Yusril mengakui, langkah menguji formil dan materil AD/ART partai politik merupakan hal baru dalam hukum Indonesia.

Ia mendalilkan bahwa MA berwenang untuk menguji AD/ART partai politik karena AD/ART dibuat oleh sebuah partai atas perintah undang-undang dan delegasi yang diberikan UU Partai Politik.

"Nah, kalau AD/ART Parpol itu ternyata prosedur pembentukannya dan materi pengaturannya ternyata bertentangan dengan undang-undang, bahkan bertentangan dengan UUD 1945, maka lembaga apa yang berwenang untuk menguji dan membatalkannya? Ada kevakuman hukum untuk menyelesaikan persoalan di atas," ujar Yusril.

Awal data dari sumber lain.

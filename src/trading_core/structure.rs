//! Directional confirmers: MSS, BOS and CISD
//!
//! All three test for a close beyond a swing level in the direction of the
//! sweep bias; they differ in which level counts and what else must line up.
//! - MSS: any recent swing in the bias direction
//! - BOS: the swing that stood before the sweep (the structure it was aimed at)
//! - CISD: a displacement candle that itself breaks structure after a sweep

use super::bars::{to_ticks, Bar, BarHistory};
use super::displacement::DisplacementEvent;
use super::signal::Bias;
use super::sweep::SweepEvent;
use super::swings::{last_swing_before, SwingKind, SwingPoint};
use chrono::{DateTime, Utc};
use serde::{Deserialize, Serialize};

#[derive(Debug, Clone, Serialize, Deserialize)]
#[serde(default)]
pub struct StructureConfig {
    /// How far back MSS looks for a swing to break
    pub mss_lookback_bars: usize,
    /// Count a wick through the level as a BOS
    pub allow_wick_break: bool,
    /// Minimum gap for the FVG reported by CISD
    pub cisd_min_fvg_ticks: f64,
}

impl Default for StructureConfig {
    fn default() -> Self {
        Self {
            mss_lookback_bars: 20,
            allow_wick_break: false,
            cisd_min_fvg_ticks: 2.0,
        }
    }
}

#[derive(Debug, Clone, Copy, PartialEq, Eq, Serialize, Deserialize)]
pub enum BreakKind {
    Mss,
    Bos,
}

impl std::fmt::Display for BreakKind {
    fn fmt(&self, f: &mut std::fmt::Formatter<'_>) -> std::fmt::Result {
        match self {
            BreakKind::Mss => write!(f, "MSS"),
            BreakKind::Bos => write!(f, "BOS"),
        }
    }
}

/// MSS or BOS event
#[derive(Debug, Clone, PartialEq, Serialize, Deserialize)]
pub struct StructureBreak {
    pub kind: BreakKind,
    pub direction: Bias,
    pub broken_level: f64,
    /// Bar that closed through the level
    pub index: usize,
    pub timestamp: DateTime<Utc>,
    /// Bar index of the broken swing
    pub level_index: usize,
    pub break_ticks: f64,
    pub displacement_magnitude: Option<f64>,
    pub confirms_sweep: bool,
    /// 0.0 - 1.0
    pub quality: f64,
}

#[derive(Debug, Clone, PartialEq, Serialize, Deserialize)]
pub struct CisdEvent {
    pub direction: Bias,
    pub broken_level: f64,
    pub index: usize,
    pub timestamp: DateTime<Utc>,
    pub displacement_magnitude: f64,
    pub sweep_index: usize,
    /// (low, high) of the gap left by the displacement candle
    pub fvg: Option<(f64, f64)>,
}

fn swing_kind_for(bias: Bias) -> SwingKind {
    match bias {
        Bias::Bullish => SwingKind::High,
        Bias::Bearish => SwingKind::Low,
    }
}

/// Distance beyond the level in the bias direction, positive when broken
fn penetration(bias: Bias, price: f64, level: f64) -> f64 {
    match bias {
        Bias::Bullish => price - level,
        Bias::Bearish => level - price,
    }
}

fn quality_score(break_ticks: f64, displaced: bool, confirms_sweep: bool) -> f64 {
    let mut score = (break_ticks * 0.05).min(0.4);
    if displaced {
        score += 0.3;
    }
    if confirms_sweep {
        score += 0.3;
    }
    score.min(1.0)
}

/// Market structure shift: close beyond the newest swing in the bias direction
pub fn detect_mss(
    bar: &Bar,
    index: usize,
    swings: &[SwingPoint],
    bias: Bias,
    config: &StructureConfig,
    tick_size: f64,
) -> Option<StructureBreak> {
    let kind = swing_kind_for(bias);
    let oldest = index.saturating_sub(config.mss_lookback_bars);

    let swing = swings
        .iter()
        .rev()
        .filter(|s| s.kind == kind && s.index < index && s.index >= oldest)
        .find(|s| penetration(bias, bar.close, s.price) > 0.0)?;

    let break_ticks = to_ticks(penetration(bias, bar.close, swing.price), tick_size);
    Some(StructureBreak {
        kind: BreakKind::Mss,
        direction: bias,
        broken_level: swing.price,
        index,
        timestamp: bar.timestamp,
        level_index: swing.index,
        break_ticks,
        displacement_magnitude: None,
        confirms_sweep: false,
        quality: quality_score(break_ticks, false, false),
    })
}

/// Break of structure against the swing that stood before the sweep
pub fn detect_bos(
    bar: &Bar,
    index: usize,
    swings: &[SwingPoint],
    sweep: &SweepEvent,
    displacement: Option<&DisplacementEvent>,
    config: &StructureConfig,
    tick_size: f64,
) -> Option<StructureBreak> {
    let bias = sweep.bias();
    let swing = last_swing_before(swings, swing_kind_for(bias), sweep.index)?;

    let test_price = match (config.allow_wick_break, bias) {
        (true, Bias::Bullish) => bar.high,
        (true, Bias::Bearish) => bar.low,
        (false, _) => bar.close,
    };
    let beyond = penetration(bias, test_price, swing.price);
    if beyond <= 0.0 {
        return None;
    }

    let displacement = displacement.filter(|d| d.direction == bias);
    let break_ticks = to_ticks(beyond, tick_size);
    Some(StructureBreak {
        kind: BreakKind::Bos,
        direction: bias,
        broken_level: swing.price,
        index,
        timestamp: bar.timestamp,
        level_index: swing.index,
        break_ticks,
        displacement_magnitude: displacement.map(|d| d.magnitude),
        confirms_sweep: true,
        quality: quality_score(break_ticks, displacement.is_some(), true),
    })
}

/// Change in state of delivery.
///
/// `displacement` must be the classification of the bar at `index`; the
/// candle has to move in the sweep's bias direction and close through a swing.
/// A level the candle opened on the near side of is preferred, otherwise the
/// most recent broken swing is used.
pub fn detect_cisd(
    history: &BarHistory,
    index: usize,
    swings: &[SwingPoint],
    sweep: &SweepEvent,
    displacement: &DisplacementEvent,
    config: &StructureConfig,
    tick_size: f64,
) -> Option<CisdEvent> {
    let bias = sweep.bias();
    if displacement.direction != bias || displacement.index != index || index < sweep.index {
        return None;
    }
    let bar = history.get(index)?;
    let kind = swing_kind_for(bias);

    let mut candidates: Vec<&SwingPoint> = swings
        .iter()
        .filter(|s| s.kind == kind && s.index < index)
        .collect();
    if candidates.is_empty() {
        return None;
    }

    // Most extended level first
    match bias {
        Bias::Bullish => candidates.sort_by(|a, b| b.price.total_cmp(&a.price)),
        Bias::Bearish => candidates.sort_by(|a, b| a.price.total_cmp(&b.price)),
    }
    let opened_inside = candidates.iter().find(|s| {
        penetration(bias, bar.close, s.price) > 0.0 && penetration(bias, bar.open, s.price) < 0.0
    });
    let broken = match opened_inside {
        Some(s) => *s,
        None => swings
            .iter()
            .rev()
            .filter(|s| s.kind == kind && s.index < index)
            .find(|s| penetration(bias, bar.close, s.price) > 0.0)?,
    };

    let fvg = index
        .checked_sub(2)
        .and_then(|first| history.get(first))
        .and_then(|first| {
            let (low, high) = match bias {
                Bias::Bullish => (first.high, bar.low),
                Bias::Bearish => (bar.high, first.low),
            };
            let gap = high - low;
            (gap > 0.0 && to_ticks(gap, tick_size) >= config.cisd_min_fvg_ticks).then_some((low, high))
        });

    Some(CisdEvent {
        direction: bias,
        broken_level: broken.price,
        index,
        timestamp: bar.timestamp,
        displacement_magnitude: displacement.magnitude,
        sweep_index: sweep.index,
        fvg,
    })
}

#[cfg(test)]
mod tests {
    use super::*;
    use crate::trading_core::bars::test_support::*;
    use crate::trading_core::sweep::{SweepDirection, SweepKind};

    fn swing(price: f64, kind: SwingKind, index: usize) -> SwingPoint {
        SwingPoint {
            price,
            kind,
            index,
            timestamp: bar_at(index as i64, 0.0, 0.0, 0.0, 0.0).timestamp,
            left_bars: 3,
            right_bars: 1,
        }
    }

    fn down_sweep(index: usize) -> SweepEvent {
        SweepEvent {
            direction: SweepDirection::Down,
            swept_level: 7000.0,
            kind: SweepKind::Swing,
            index,
            timestamp: bar_at(index as i64, 0.0, 0.0, 0.0, 0.0).timestamp,
            level_index: Some(index.saturating_sub(4)),
            excursion_ticks: 4.0,
            close: 7000.5,
            strength: 0.5,
            liquidity_strength: 1,
        }
    }

    #[test]
    fn test_mss_breaks_newest_swing_high() {
        let swings = vec![swing(7010.0, SwingKind::High, 2), swing(7004.0, SwingKind::High, 8)];
        let bar = bar_at(12, 7003.0, 7006.0, 7002.5, 7005.0);
        let mss = detect_mss(&bar, 12, &swings, Bias::Bullish, &StructureConfig::default(), 0.25).expect("mss");
        assert_eq!(mss.kind, BreakKind::Mss);
        assert_eq!(mss.broken_level, 7004.0);
        assert_eq!(mss.break_ticks, 4.0);
    }

    #[test]
    fn test_mss_respects_lookback() {
        let swings = vec![swing(7004.0, SwingKind::High, 2)];
        let bar = bar_at(40, 7003.0, 7006.0, 7002.5, 7005.0);
        assert!(detect_mss(&bar, 40, &swings, Bias::Bullish, &StructureConfig::default(), 0.25).is_none());
    }

    #[test]
    fn test_bos_uses_pre_sweep_swing() {
        let swings = vec![
            swing(7005.0, SwingKind::High, 6),
            swing(7000.0, SwingKind::Low, 8),
            swing(7002.0, SwingKind::High, 13),
        ];
        let sweep = down_sweep(12);

        // Above the post-sweep swing but not the pre-sweep one
        let bar = bar_at(15, 7002.0, 7004.5, 7001.5, 7004.0);
        assert!(detect_bos(&bar, 15, &swings, &sweep, None, &StructureConfig::default(), 0.25).is_none());

        let bar = bar_at(16, 7004.0, 7006.5, 7003.5, 7006.0);
        let bos = detect_bos(&bar, 16, &swings, &sweep, None, &StructureConfig::default(), 0.25).expect("bos");
        assert_eq!(bos.broken_level, 7005.0);
        assert_eq!(bos.direction, Bias::Bullish);
        assert!(bos.confirms_sweep);
        // 4 ticks: 0.2 + sweep 0.3
        assert!((bos.quality - 0.5).abs() < 1e-9);
    }

    #[test]
    fn test_bos_wick_break_option() {
        let swings = vec![swing(7005.0, SwingKind::High, 6)];
        let sweep = down_sweep(12);
        let bar = bar_at(16, 7003.0, 7006.0, 7002.5, 7004.5);
        assert!(detect_bos(&bar, 16, &swings, &sweep, None, &StructureConfig::default(), 0.25).is_none());

        let config = StructureConfig {
            allow_wick_break: true,
            ..Default::default()
        };
        assert!(detect_bos(&bar, 16, &swings, &sweep, None, &config, 0.25).is_some());
    }

    #[test]
    fn test_cisd_requires_matching_displacement() {
        let mut history = BarHistory::new(100);
        history.push(bar_at(0, 7001.0, 7002.0, 7000.5, 7001.5));
        history.push(bar_at(1, 7001.5, 7002.5, 7001.0, 7002.0));
        history.push(bar_at(2, 7002.0, 7007.25, 7002.0, 7007.0));
        let swings = vec![swing(7005.0, SwingKind::High, 0)];
        let sweep = down_sweep(1);

        let bullish = DisplacementEvent {
            direction: Bias::Bullish,
            index: 2,
            body_ticks: 20.0,
            body_ratio: 0.95,
            magnitude: 3.0,
        };
        let cisd = detect_cisd(&history, 2, &swings, &sweep, &bullish, &StructureConfig::default(), 0.25)
            .expect("cisd");
        assert_eq!(cisd.broken_level, 7005.0);
        assert_eq!(cisd.sweep_index, 1);

        let bearish = DisplacementEvent {
            direction: Bias::Bearish,
            ..bullish
        };
        assert!(detect_cisd(&history, 2, &swings, &sweep, &bearish, &StructureConfig::default(), 0.25).is_none());
    }

    #[test]
    fn test_cisd_reports_fvg() {
        let mut history = BarHistory::new(100);
        history.push(bar_at(0, 7000.0, 7001.0, 6999.0, 7000.5));
        history.push(bar_at(1, 7000.5, 7004.0, 7000.25, 7003.75));
        history.push(bar_at(2, 7003.75, 7008.0, 7002.0, 7007.75));
        let swings = vec![swing(7003.0, SwingKind::High, 0)];
        let sweep = down_sweep(0);
        let displacement = DisplacementEvent {
            direction: Bias::Bullish,
            index: 2,
            body_ticks: 16.0,
            body_ratio: 0.66,
            magnitude: 2.5,
        };
        let cisd = detect_cisd(&history, 2, &swings, &sweep, &displacement, &StructureConfig::default(), 0.25)
            .expect("cisd");
        assert_eq!(cisd.fvg, Some((7001.0, 7002.0)));
    }
}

Ia berpandangan, mahkamah partai yang merupakan peradilan internal partai tidak berwenang menguji AD/ART.

Begitu pula pengadilan negeri dan pengadilan tata usaha negara karena kewenangannya hanya untuk mengadili sengketa putusan tata usaha negara.

Mantan Menteri Sekretaris Negara itu mengaku telah menyusun argumen yang meyakinkan dan dikuatkan dengan pendapat para ahli bahwa harus ada lembaga yang berwenang menguji AD/ART untuk memastikan prosedur pembentukannya dan materi muatannya sesuai UU atau tidak.

"Sebab penyusunan AD/ART tidaklah sembarangan karena dia dibentuk atas dasar perintah dan pendelegasian wewenang yang diberikan oleh undang-undang," kata dia.

Yusril melanjutkan, partai politik memiliki peran besar dalam kehidupan demokrasi dan penyelenggaraaan negara, sehingga partai tidak bisa sesuka hatinya membuat AD/ART.

"Saya berpendapat jangan ada partai yang dibentuk dan dikelola 'suka-suka' oleh para pendiri atau tokoh-tokoh penting di dalamnya yang dilegitimasi oleh AD/ARTnya yang ternyata bertentangan dengan undang-undang dan bahkan UUD 1945," ujar Yusril.

Oleh karena itu, Yusril mengatakan, MA mesti melakukan terobosan hukum untuk memeriksa, mengadili dan memutus apakah AD/ART Partai Demokrat Tahun 2020 bertentangan dengan UU atau tidak.

Ia pun membeberkan sejumlah hal yang perlu diuji misalnya soal kewenangan Majelis Tinggi Partai serta ketentuan soal syarat menggelar kongres luar biasa (KLB) yang harus disetujui oleh Majelis Tinggi Partai.

Yusril berpendapat, pengujian AD/ART Partai Demokrat ke Mahkamah Agung ini sangat penting dalam membangun demokrasi yang sehat di Indonesia.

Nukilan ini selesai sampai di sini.